Elle aussi pourrait être un clown, mais elle est chorégraphe. Pour son anniversaire, les amis d'Antonia Baehr lui ont offert différents « morceaux » qui forment « Rire », « spectacle » qui fait le tour des festivals de création contemporaine (KunstenFestivalDesARTs, Toulouse et Actoral à Marseille). Ici aussi, le rire véhicule bien des maux de notre société. Il n'est plus cantonné à la sphère intime, mais a contaminé depuis les années soixante-dix le langage social, jusqu'à devenir un outil de domination (en référence à son omniprésence à la télévision et ailleurs), une arme du politique pour étouffer toute réflexion sur le sens. Antonia Baehr semble dire au public : « Vous voulez vous marrez, ne pas vous prendre la tête et bien vous allez être servi ! ». Alors, elle rit, nous avec, même si nous finissons par ne plus rire du tout. Nous décrochons quand la forme se perd dans sa propre démonstration. En effet, si le rire est un langage des langages, Antonia Baehr retombe parfois dans la facilité du langage?pour nous faire rire ! C'est cette rupture dans les niveaux logiques qui fait de « Rire » une forme en émergence. Sera-t-elle un jour un texte de théâtre?
Il est 23h15 et l'on ne rit plus. Le collectif italien « Ricci et Forte » invite cinq spectateurs toutes les 25 minutes à monter un étage pour s'installer dans une salle de bains de la maison de Montevideo, lieu de création et de diffusion dirigé par Hubert Colas. Un homme dans une baignoire, caresse des petits canards, troublé comme s'il avait retrouvé l'objet perdu de l'enfance. À la fois loge de l'artiste et scène de théâtre, le lieu est une caisse de résonance qui finit par m'emporter. Il ne parle pas, mais nous devinons le chaos intérieur. Alors qu'il quitte le bain, sa peau porte les stigmates de l'amour à mort. Ce simple mouvement de l'eau vers nous est une séparation symbolique incarnée par le corps de cet artiste merveilleux (Guiseppe Sartori).
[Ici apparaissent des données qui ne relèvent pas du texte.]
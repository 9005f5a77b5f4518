//! Integration tests for the ea CLI binary.
#![allow(deprecated)] // Command::cargo_bin – macro replacement not yet stable

use std::fs;

use assert_cmd::Command;
use predicates::prelude::*;
use tempfile::TempDir;

const KIRA: &str = "Kira\nHuman\nloyal soldier\n";

fn game() -> Command {
    let mut cmd = Command::cargo_bin("empires-ascent").unwrap();
    cmd.env("RUST_LOG", "info");
    cmd
}

fn session(moves: &str) -> String {
    format!("{KIRA}{moves}")
}

// ---------------------------------------------------------------------------
// character creation
// ---------------------------------------------------------------------------

#[test]
fn creates_character() {
    game()
        .args(["--no-script", "--seed", "1"])
        .write_stdin(session("3\n"))
        .assert()
        .success()
        .stdout(
            predicate::str::contains("Enter character name: ")
                .and(predicate::str::contains("Choose species (Human/Twi'lek): "))
                .and(predicate::str::contains("Character Created: Kira, Human")),
        );
}

#[test]
fn input_closed_during_creation_fails() {
    game()
        .arg("--no-script")
        .write_stdin("Kira\n")
        .assert()
        .failure()
        .stderr(predicate::str::contains("input closed"));
}

// ---------------------------------------------------------------------------
// menu loop
// ---------------------------------------------------------------------------

#[test]
fn view_info_then_exit() {
    game()
        .arg("--no-script")
        .write_stdin(session("2\n3\n"))
        .assert()
        .success()
        .stdout(
            predicate::str::contains("Current Rank: 1 | Level: 1")
                .and(predicate::str::contains("Name: Kira\nRank: 1\nLevel: 1"))
                .and(predicate::str::contains("Exiting game...")),
        );
}

#[test]
fn invalid_choices_reprompt() {
    game()
        .arg("--no-script")
        .write_stdin(session("9\nattack\n3\n"))
        .assert()
        .success()
        .stdout(
            predicate::str::contains("Invalid choice. Try again.")
                .count(2)
                .and(predicate::str::contains("Exiting game...")),
        );
}

#[test]
fn end_of_input_exits_cleanly() {
    game()
        .arg("--no-script")
        .write_stdin(session("2\n"))
        .assert()
        .success()
        .stdout(predicate::str::contains("Exiting game...").not());
}

#[test]
fn first_mission_is_guard_duty() {
    game()
        .args(["--no-script", "--seed", "7"])
        .write_stdin(session("1\n3\n"))
        .assert()
        .success()
        .stdout(
            predicate::str::contains("Mission: Guard an Imperial base")
                .and(predicate::str::contains("Difficulty: 3"))
                .and(
                    predicate::str::contains("Mission Successful!")
                        .or(predicate::str::contains("Mission Failed.")),
                ),
        );
}

#[test]
fn same_seed_same_story() {
    let moves = session("1\n1\n1\n1\n1\n1\n2\n3\n");
    let run = |seed: &str| {
        game()
            .args(["--no-script", "--seed", seed])
            .write_stdin(moves.clone())
            .output()
            .unwrap()
            .stdout
    };
    assert_eq!(run("42"), run("42"));
}

// ---------------------------------------------------------------------------
// collaborators
// ---------------------------------------------------------------------------

#[test]
fn collaborators_log_to_stderr() {
    game()
        .arg("--no-script")
        .write_stdin(session("1\n3\n"))
        .assert()
        .success()
        .stderr(
            predicate::str::contains("Physics Engine Initialized.")
                .and(predicate::str::contains("Audio Engine Initialized."))
                .and(predicate::str::contains("Playing sound: mission_start.wav"))
                .and(predicate::str::contains("Simulating physics for 0.016 seconds..."))
                .and(predicate::str::contains("Updating audio...")),
        )
        .stdout(predicate::str::contains("Physics Engine").not());
}

#[test]
fn custom_delta_time() {
    game()
        .args(["--no-script", "--delta-time", "0.5"])
        .write_stdin(session("2\n3\n"))
        .assert()
        .success()
        .stderr(predicate::str::contains("Simulating physics for 0.5 seconds..."));
}

#[test]
fn missing_script_is_skipped() {
    let dir = TempDir::new().unwrap();
    game()
        .args(["--script", dir.path().join("absent.py").to_str().unwrap()])
        .write_stdin(session("3\n"))
        .assert()
        .success()
        .stderr(predicate::str::contains("skipped"));
}

#[cfg(unix)]
#[test]
fn startup_script_runs_once() {
    let dir = TempDir::new().unwrap();
    let script = dir.path().join("npc_behavior.sh");
    fs::write(&script, "echo npc-patrol-online\n").unwrap();

    game()
        .args(["--interpreter", "sh", "--script", script.to_str().unwrap()])
        .write_stdin(session("3\n"))
        .assert()
        .success()
        .stdout(predicate::str::contains("npc-patrol-online").count(1));
}

#[cfg(unix)]
#[test]
fn failing_script_does_not_stop_game() {
    let dir = TempDir::new().unwrap();
    let script = dir.path().join("broken.sh");
    fs::write(&script, "exit 4\n").unwrap();

    game()
        .args(["--interpreter", "sh", "--script", script.to_str().unwrap()])
        .write_stdin(session("2\n3\n"))
        .assert()
        .success()
        .stderr(predicate::str::contains("failed with exit code 4"))
        .stdout(predicate::str::contains("Name: Kira"));
}
//! Physics collaborator.

/// A physics backend driven once per loop iteration.
pub trait PhysicsEngine: std::fmt::Debug {
    /// Prepare the backend. Called once during game initialization.
    fn initialize(&mut self);

    /// Advance the simulation by `delta_seconds`.
    fn simulate(&mut self, delta_seconds: f32);
}

/// Stand-in physics that only logs what it would do.
#[derive(Debug, Default)]
pub struct ConsolePhysics;

impl PhysicsEngine for ConsolePhysics {
    fn initialize(&mut self) {
        tracing::info!("Physics Engine Initialized.");
    }

    fn simulate(&mut self, delta_seconds: f32) {
        tracing::info!("Simulating physics for {delta_seconds} seconds...");
    }
}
La douleur est telle qu'il en pleure, qu'il se déchire et finit par nous exposer, sous le nez, tout ce que nous projetons dans la rupture d'un lien d'amour. Tout dégouline, tout est (à)fleur de peau et me revient subitement l'ami perdu il y a vingt ans, jour pour jour. Cet acteur, reine d'un soir, qui sublime la beauté (féminine) par peur d'aimer se trouver laid, réveille en moi une séparation qui a bouleversé ma vie. Quand le théâtre ose l'indécence avec respect, permet de sonder l’insondable, on espère retrouver Stefano Ricci et Gianni Forte.
Avec les Québécoises Renée Gagnon et Mylène Lauzon, il est aussi question de lien. Ici, c'est leur amitié qu'elle propose de mettre en espace avec une performance, « Somme : S?urs », qui laisse perplexe. Entre vidéos sur leur dialogue à distance, numéros un peu téléphonés sur leur complicité, lecture de textes souvent obscurs, on ne saisit pas les intentions des auteuses. Le malaise est d'autant plus palpable qu'à trop conceptualiser ce lien, elles finissent par le contrôler. Étonnant à l'heure où le « sensible » déploie tant de possibles.
Dans quelques temps, Pippo poursuivra notre sauvetage au cours de sa tournée en France, tandis que les artistes belges continueront d'ouvrir ce que nous verrouillons avec nos rêves d'ancien régime.